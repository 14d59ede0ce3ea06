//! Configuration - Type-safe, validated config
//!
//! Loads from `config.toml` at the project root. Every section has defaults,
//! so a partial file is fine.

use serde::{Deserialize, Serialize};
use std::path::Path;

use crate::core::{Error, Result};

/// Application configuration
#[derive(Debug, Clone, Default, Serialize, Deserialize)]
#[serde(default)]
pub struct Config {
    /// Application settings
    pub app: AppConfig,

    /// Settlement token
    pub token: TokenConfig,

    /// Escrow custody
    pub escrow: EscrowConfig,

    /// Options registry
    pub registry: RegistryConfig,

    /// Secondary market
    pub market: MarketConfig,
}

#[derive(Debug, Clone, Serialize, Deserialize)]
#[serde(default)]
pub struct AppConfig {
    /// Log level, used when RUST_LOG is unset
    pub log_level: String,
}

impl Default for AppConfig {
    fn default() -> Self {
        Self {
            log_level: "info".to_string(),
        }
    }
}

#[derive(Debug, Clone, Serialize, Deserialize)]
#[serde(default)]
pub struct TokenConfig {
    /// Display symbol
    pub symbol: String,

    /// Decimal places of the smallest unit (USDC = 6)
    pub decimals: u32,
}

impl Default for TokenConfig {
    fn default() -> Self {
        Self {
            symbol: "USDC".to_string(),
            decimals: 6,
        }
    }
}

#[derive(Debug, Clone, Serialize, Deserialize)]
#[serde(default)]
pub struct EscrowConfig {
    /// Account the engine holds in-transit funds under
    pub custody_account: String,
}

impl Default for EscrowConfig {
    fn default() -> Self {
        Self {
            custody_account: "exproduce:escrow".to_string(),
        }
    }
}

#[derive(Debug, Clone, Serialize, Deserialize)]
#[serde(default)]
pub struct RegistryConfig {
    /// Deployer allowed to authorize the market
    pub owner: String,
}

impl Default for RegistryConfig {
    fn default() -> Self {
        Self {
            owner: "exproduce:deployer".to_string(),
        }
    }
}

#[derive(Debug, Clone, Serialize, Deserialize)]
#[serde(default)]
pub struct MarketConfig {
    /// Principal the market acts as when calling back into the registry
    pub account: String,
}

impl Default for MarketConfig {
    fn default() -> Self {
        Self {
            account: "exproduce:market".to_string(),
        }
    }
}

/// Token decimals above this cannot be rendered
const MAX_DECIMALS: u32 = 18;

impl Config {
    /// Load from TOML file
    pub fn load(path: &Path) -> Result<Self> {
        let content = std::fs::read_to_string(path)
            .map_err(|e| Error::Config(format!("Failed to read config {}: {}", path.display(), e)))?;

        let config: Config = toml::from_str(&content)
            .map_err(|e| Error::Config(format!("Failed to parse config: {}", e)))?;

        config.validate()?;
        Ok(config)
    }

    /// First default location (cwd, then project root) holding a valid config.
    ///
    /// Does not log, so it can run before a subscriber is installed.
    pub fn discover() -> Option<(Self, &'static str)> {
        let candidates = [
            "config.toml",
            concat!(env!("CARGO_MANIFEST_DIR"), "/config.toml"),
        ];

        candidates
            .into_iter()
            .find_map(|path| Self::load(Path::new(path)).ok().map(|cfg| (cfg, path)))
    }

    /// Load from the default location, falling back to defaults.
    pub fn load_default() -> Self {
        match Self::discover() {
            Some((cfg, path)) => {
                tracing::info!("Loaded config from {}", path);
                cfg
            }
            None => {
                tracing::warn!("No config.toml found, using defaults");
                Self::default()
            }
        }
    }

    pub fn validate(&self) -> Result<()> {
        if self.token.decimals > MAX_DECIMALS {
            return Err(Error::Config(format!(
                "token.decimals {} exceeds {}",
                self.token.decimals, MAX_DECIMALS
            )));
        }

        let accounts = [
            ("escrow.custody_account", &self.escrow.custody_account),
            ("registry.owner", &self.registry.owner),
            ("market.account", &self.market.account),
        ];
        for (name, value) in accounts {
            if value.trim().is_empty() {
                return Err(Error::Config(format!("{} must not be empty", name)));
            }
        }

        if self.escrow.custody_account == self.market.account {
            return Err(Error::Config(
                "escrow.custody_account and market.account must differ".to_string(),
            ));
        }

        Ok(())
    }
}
┄┄┄┄┄┄
- Description of the task:
Go through the material above line by line and state how many lines contain "symbol". Give only the number.

- Task answer:
3